■ Activity
Below are some records. Return exactly the lines from the one containing "let value = f(writer);" through the one containing "memory, or under", both included, and only those.

* * * * * * *

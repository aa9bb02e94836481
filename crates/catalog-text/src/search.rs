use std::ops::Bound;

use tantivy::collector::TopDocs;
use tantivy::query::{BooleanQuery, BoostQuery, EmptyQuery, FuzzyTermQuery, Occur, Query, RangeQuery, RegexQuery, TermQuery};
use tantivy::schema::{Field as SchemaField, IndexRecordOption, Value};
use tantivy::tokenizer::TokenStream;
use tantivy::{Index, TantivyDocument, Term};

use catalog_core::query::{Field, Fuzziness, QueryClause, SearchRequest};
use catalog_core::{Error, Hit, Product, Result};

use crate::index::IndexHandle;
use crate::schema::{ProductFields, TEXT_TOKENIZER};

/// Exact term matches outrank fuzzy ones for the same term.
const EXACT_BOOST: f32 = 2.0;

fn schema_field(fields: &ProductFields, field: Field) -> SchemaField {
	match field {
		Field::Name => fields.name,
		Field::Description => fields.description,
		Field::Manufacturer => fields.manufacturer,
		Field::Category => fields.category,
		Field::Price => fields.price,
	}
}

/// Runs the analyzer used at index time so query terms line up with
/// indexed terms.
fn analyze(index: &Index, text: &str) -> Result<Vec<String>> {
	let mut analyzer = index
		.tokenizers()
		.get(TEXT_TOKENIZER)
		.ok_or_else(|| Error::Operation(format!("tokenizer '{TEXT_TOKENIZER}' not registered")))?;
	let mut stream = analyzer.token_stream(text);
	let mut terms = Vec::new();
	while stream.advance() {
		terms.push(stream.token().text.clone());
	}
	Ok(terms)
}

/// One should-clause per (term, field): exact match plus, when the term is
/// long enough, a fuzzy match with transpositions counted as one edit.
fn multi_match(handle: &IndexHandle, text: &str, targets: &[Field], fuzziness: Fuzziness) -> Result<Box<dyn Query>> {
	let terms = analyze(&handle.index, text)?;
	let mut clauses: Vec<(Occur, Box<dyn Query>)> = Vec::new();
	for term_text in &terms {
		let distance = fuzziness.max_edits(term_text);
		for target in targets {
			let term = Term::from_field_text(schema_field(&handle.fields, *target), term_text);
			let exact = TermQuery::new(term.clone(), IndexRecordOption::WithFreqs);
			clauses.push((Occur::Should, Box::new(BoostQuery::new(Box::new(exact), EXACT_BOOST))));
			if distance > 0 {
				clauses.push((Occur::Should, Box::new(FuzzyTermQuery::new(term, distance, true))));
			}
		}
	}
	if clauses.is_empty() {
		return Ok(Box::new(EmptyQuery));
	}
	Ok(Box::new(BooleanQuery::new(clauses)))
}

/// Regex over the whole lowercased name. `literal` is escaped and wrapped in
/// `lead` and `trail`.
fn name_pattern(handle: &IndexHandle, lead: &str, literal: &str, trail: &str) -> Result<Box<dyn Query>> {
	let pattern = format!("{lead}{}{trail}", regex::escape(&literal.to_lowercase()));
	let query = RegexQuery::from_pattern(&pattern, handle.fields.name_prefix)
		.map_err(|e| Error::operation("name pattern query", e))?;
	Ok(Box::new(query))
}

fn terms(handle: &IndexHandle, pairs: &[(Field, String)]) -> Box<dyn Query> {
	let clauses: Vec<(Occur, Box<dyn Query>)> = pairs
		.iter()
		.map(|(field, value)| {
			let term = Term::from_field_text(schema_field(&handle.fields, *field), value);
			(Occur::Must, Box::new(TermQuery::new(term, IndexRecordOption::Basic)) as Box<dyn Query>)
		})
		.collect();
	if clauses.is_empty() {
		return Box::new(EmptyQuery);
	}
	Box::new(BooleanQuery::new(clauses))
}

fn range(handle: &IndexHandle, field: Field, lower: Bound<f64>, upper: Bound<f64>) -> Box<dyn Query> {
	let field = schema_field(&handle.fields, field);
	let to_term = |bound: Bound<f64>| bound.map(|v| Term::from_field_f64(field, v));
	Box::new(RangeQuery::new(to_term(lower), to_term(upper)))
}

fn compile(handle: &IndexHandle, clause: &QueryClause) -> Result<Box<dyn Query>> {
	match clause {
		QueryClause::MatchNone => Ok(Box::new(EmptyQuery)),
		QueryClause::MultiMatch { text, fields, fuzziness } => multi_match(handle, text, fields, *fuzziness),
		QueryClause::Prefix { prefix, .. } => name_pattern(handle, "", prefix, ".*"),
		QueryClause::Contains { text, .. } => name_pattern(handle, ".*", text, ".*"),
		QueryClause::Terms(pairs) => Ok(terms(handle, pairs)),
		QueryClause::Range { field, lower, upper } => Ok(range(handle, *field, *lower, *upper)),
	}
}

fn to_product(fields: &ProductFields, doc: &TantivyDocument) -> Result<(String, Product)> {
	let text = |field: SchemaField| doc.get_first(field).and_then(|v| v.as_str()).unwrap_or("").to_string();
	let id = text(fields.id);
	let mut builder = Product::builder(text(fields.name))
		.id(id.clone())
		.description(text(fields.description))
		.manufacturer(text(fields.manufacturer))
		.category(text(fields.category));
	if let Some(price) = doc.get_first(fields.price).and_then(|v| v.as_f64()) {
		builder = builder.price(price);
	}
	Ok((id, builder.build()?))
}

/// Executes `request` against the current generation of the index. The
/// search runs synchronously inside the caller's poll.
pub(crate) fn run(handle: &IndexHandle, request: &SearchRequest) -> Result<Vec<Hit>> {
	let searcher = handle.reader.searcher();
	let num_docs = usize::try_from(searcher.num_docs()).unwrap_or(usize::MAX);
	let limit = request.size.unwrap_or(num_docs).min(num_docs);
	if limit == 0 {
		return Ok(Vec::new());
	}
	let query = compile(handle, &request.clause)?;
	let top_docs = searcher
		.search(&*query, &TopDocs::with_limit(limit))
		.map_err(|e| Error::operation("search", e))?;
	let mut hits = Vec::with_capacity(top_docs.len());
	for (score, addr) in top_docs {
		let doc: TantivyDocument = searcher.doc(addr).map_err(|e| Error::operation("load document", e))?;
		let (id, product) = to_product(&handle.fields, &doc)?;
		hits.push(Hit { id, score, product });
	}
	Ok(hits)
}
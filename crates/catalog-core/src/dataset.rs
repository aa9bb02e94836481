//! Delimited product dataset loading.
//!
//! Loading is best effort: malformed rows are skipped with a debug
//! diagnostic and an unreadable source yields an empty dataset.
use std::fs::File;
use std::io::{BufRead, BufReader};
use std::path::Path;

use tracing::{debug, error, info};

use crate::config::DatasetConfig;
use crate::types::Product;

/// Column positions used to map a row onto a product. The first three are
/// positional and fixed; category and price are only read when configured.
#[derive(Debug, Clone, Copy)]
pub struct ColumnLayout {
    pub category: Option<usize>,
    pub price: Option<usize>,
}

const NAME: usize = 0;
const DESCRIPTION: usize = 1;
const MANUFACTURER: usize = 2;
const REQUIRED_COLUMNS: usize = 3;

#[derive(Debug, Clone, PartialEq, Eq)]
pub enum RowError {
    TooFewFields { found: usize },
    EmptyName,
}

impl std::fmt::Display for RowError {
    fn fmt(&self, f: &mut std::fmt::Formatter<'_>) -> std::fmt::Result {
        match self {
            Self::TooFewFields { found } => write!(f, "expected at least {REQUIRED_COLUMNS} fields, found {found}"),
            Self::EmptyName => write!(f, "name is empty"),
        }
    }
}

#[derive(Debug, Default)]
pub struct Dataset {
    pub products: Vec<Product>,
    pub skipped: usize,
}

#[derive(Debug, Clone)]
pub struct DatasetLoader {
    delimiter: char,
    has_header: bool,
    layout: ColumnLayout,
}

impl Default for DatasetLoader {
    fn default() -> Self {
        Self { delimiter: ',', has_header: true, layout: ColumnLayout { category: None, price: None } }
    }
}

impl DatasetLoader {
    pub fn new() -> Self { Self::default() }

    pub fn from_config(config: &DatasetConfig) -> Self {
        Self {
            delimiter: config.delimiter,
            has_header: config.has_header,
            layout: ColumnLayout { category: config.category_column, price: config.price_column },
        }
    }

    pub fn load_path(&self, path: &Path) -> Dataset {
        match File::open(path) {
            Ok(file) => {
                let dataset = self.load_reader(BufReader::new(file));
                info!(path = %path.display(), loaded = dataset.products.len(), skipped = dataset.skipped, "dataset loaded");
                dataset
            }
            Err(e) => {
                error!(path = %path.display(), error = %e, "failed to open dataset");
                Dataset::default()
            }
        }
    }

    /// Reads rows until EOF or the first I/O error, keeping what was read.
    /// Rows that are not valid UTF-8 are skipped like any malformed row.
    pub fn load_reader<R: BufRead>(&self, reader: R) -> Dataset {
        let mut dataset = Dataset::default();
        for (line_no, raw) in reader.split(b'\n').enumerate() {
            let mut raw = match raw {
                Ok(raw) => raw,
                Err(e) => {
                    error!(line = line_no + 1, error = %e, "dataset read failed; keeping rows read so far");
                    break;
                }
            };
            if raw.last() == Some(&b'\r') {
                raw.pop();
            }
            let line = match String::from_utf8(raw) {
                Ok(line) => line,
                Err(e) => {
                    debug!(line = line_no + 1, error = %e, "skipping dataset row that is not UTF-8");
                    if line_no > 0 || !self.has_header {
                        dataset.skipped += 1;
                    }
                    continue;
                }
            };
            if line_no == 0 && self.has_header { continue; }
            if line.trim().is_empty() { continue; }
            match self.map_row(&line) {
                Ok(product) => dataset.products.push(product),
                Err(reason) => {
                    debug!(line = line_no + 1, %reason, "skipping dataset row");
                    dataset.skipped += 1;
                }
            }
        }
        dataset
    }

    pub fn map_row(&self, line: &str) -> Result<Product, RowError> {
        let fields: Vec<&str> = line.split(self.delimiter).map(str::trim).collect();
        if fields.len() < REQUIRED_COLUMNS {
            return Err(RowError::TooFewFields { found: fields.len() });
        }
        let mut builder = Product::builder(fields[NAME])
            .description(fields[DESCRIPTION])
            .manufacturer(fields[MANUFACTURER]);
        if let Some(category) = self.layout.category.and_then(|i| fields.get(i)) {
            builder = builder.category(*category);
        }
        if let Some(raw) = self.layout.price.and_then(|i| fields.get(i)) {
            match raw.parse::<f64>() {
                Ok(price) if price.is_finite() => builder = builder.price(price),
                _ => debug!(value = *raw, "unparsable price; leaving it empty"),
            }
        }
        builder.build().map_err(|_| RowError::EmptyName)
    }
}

* * * * * * *

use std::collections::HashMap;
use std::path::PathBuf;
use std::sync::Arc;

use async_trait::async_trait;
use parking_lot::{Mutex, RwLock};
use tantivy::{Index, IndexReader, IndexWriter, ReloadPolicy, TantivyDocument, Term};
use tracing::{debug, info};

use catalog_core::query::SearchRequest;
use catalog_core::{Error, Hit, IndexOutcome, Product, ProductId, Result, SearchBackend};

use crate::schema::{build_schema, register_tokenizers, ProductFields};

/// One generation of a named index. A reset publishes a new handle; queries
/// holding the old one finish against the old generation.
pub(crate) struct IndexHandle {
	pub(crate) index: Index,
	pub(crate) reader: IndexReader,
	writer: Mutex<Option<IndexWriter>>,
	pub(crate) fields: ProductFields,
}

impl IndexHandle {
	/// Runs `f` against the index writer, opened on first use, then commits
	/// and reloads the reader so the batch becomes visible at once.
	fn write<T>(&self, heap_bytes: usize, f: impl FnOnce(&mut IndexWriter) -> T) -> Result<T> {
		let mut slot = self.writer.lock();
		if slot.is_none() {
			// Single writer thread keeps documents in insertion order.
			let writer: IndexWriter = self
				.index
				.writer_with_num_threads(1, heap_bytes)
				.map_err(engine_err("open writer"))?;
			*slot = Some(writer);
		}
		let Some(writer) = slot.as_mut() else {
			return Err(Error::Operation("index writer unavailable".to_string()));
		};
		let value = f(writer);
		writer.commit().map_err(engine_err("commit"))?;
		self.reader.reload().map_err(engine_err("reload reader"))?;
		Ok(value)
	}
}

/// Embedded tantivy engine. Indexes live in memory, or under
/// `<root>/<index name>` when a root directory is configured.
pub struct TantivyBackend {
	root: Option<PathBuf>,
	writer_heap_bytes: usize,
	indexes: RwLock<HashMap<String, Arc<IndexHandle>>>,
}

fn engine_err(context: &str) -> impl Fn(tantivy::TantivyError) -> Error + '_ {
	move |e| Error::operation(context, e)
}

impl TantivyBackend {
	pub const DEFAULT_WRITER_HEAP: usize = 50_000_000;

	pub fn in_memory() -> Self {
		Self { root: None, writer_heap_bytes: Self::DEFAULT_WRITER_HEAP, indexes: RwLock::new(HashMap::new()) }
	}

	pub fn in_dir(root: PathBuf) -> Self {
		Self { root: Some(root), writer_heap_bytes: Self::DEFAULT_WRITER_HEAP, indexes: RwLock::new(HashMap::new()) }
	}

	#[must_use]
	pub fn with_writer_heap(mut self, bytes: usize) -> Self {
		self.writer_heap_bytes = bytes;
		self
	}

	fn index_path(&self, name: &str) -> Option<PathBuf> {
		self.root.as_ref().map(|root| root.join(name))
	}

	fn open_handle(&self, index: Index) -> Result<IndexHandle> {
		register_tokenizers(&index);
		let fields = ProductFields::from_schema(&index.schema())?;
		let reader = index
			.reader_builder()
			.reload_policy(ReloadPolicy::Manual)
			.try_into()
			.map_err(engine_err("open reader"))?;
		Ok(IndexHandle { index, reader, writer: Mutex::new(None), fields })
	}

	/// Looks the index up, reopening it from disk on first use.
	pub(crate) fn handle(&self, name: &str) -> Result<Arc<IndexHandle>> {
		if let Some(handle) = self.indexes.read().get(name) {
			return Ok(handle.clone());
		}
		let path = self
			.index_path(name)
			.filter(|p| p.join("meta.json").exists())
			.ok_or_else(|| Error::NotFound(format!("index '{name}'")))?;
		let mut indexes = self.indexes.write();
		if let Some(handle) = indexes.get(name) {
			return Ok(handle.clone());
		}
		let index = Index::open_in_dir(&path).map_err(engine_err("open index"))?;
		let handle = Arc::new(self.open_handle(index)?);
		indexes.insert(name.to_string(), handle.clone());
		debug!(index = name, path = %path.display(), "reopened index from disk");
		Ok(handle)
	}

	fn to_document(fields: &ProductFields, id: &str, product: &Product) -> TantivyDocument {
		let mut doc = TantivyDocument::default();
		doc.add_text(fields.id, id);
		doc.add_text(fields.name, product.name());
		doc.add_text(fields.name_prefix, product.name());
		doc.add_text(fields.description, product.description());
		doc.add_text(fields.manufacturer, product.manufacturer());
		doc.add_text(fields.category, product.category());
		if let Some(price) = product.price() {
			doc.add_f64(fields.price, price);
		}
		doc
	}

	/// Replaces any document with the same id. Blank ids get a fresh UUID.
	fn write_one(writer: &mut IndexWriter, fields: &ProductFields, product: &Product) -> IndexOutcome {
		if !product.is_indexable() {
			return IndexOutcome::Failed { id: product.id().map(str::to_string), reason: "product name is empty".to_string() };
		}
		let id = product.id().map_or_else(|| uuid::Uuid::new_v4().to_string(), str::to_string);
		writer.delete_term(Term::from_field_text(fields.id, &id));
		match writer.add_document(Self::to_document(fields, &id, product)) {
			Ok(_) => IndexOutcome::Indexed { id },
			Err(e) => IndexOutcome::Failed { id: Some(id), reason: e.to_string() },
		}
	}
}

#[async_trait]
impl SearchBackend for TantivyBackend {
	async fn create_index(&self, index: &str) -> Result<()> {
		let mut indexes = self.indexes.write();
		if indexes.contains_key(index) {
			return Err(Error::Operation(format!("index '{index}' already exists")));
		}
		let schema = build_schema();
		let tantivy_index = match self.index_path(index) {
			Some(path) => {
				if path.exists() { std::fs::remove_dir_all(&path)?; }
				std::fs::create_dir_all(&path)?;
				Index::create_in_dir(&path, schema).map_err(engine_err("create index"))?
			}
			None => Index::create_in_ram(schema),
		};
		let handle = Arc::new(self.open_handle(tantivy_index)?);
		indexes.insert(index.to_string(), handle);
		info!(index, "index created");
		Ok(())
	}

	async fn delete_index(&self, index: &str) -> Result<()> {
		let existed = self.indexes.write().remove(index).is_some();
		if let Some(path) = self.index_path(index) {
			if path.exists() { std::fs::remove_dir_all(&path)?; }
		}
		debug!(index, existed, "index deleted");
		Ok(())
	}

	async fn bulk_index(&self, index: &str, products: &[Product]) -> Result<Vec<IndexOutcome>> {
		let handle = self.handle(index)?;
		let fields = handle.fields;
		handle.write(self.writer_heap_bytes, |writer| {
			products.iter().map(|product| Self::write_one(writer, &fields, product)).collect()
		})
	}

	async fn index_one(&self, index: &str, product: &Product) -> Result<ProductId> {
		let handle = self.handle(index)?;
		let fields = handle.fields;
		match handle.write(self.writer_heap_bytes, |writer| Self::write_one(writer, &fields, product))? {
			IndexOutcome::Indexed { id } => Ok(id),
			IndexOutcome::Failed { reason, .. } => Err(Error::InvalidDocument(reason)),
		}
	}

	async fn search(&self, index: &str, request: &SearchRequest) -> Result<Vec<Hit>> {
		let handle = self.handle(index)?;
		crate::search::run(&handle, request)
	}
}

* * * * * * *

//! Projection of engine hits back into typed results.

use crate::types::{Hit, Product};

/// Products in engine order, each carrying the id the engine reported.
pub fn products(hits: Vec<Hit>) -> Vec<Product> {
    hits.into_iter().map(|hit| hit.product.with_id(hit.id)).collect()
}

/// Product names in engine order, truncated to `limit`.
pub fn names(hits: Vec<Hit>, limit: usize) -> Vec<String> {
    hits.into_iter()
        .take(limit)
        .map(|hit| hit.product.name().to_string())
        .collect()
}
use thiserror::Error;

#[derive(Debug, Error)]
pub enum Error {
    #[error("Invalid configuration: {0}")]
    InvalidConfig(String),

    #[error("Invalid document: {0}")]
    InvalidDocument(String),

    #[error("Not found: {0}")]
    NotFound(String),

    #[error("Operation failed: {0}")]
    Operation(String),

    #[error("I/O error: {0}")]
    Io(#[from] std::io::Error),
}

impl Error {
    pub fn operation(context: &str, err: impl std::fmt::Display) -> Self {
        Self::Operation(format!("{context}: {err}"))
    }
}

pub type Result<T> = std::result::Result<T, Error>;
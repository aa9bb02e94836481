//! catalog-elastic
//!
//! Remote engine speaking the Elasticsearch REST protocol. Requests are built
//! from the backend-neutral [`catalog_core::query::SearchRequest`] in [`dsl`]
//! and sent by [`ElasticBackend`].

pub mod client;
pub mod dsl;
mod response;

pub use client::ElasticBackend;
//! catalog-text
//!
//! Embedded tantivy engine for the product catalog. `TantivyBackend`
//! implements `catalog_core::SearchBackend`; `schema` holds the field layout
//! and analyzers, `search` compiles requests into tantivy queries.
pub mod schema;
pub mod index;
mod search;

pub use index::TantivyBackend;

* * * * * * *

■ Response to the exercise
		let value = f(writer);
		writer.commit().map_err(engine_err("commit"))?;
		self.reader.reload().map_err(engine_err("reload reader"))?;
		Ok(value)
	}
}

/// Embedded tantivy engine. Indexes live in memory, or under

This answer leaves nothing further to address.